Problem details: Your answer consists of the lines in the data that contain "color". Copy each of them.

(Beginning of Given data)

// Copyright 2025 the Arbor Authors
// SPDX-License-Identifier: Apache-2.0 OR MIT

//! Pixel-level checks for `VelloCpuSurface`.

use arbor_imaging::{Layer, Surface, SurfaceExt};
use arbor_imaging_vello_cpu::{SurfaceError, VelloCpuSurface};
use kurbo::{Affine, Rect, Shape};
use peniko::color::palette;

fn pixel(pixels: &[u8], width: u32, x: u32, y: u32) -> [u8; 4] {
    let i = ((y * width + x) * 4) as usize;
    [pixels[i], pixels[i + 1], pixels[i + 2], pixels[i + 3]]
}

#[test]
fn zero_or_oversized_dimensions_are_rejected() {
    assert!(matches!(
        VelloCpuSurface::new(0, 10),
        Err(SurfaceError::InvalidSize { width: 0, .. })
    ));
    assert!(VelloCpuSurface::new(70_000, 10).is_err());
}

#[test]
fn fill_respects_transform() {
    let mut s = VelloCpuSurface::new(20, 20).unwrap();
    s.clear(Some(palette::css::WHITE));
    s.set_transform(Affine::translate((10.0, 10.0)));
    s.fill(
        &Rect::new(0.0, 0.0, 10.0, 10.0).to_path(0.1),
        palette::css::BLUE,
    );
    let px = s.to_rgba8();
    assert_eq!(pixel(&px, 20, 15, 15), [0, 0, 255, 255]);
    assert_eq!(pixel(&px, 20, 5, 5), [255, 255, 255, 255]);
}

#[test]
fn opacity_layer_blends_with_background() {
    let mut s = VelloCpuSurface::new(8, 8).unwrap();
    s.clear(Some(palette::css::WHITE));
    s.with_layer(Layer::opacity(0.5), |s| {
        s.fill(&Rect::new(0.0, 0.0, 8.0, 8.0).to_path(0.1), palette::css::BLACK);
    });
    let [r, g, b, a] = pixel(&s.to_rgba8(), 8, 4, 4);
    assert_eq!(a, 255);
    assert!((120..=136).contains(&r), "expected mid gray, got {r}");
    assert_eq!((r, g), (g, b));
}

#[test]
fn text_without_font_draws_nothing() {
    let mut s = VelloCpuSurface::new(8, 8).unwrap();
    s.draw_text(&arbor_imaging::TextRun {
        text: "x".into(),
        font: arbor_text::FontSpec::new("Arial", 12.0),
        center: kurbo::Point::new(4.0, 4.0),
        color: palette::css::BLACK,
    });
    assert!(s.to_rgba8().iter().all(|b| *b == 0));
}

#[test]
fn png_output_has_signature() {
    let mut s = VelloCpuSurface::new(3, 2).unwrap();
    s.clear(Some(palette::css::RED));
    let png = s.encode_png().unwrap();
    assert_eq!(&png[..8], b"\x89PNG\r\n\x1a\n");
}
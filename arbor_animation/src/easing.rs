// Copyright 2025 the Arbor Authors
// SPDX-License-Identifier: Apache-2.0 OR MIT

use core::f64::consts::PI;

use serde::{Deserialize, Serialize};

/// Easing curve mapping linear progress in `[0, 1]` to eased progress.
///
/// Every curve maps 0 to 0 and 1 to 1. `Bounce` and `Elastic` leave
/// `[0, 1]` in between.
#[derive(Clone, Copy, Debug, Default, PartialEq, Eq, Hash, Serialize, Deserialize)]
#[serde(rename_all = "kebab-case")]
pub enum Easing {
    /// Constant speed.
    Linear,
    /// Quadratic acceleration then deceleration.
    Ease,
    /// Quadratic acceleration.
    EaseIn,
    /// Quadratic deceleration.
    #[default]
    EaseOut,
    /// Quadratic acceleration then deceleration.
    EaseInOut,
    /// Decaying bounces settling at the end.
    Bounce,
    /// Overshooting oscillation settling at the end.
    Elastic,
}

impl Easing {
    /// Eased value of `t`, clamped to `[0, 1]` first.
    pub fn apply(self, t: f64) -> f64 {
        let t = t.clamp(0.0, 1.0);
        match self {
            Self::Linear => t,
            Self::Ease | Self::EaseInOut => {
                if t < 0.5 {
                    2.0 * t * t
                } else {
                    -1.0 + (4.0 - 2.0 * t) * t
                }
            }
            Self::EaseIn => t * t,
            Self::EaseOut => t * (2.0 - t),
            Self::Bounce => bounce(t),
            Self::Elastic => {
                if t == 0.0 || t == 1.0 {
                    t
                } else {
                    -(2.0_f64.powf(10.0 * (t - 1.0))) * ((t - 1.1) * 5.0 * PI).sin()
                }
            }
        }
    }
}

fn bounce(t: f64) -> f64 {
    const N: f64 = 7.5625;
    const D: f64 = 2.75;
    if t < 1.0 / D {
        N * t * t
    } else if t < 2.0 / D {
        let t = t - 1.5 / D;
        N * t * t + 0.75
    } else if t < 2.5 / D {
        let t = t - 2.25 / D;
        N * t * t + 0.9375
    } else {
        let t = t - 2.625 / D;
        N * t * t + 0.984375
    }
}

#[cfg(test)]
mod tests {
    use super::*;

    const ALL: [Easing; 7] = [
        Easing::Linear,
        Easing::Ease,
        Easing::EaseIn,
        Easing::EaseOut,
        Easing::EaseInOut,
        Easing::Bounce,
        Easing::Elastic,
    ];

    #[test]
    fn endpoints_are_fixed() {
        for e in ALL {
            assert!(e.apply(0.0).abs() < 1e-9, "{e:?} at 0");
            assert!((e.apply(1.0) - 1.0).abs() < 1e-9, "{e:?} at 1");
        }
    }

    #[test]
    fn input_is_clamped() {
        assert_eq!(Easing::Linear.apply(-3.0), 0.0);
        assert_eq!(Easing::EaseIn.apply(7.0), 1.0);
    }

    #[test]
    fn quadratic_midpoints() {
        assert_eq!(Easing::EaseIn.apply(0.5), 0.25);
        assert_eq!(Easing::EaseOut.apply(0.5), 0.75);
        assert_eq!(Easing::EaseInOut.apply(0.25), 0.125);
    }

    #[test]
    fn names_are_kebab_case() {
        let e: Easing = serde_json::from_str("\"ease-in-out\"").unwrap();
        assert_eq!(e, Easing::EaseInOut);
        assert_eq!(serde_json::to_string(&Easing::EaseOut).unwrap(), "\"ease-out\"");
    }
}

(End of Given data)

Completed task:
use peniko::color::palette;
        color: palette::css::BLACK,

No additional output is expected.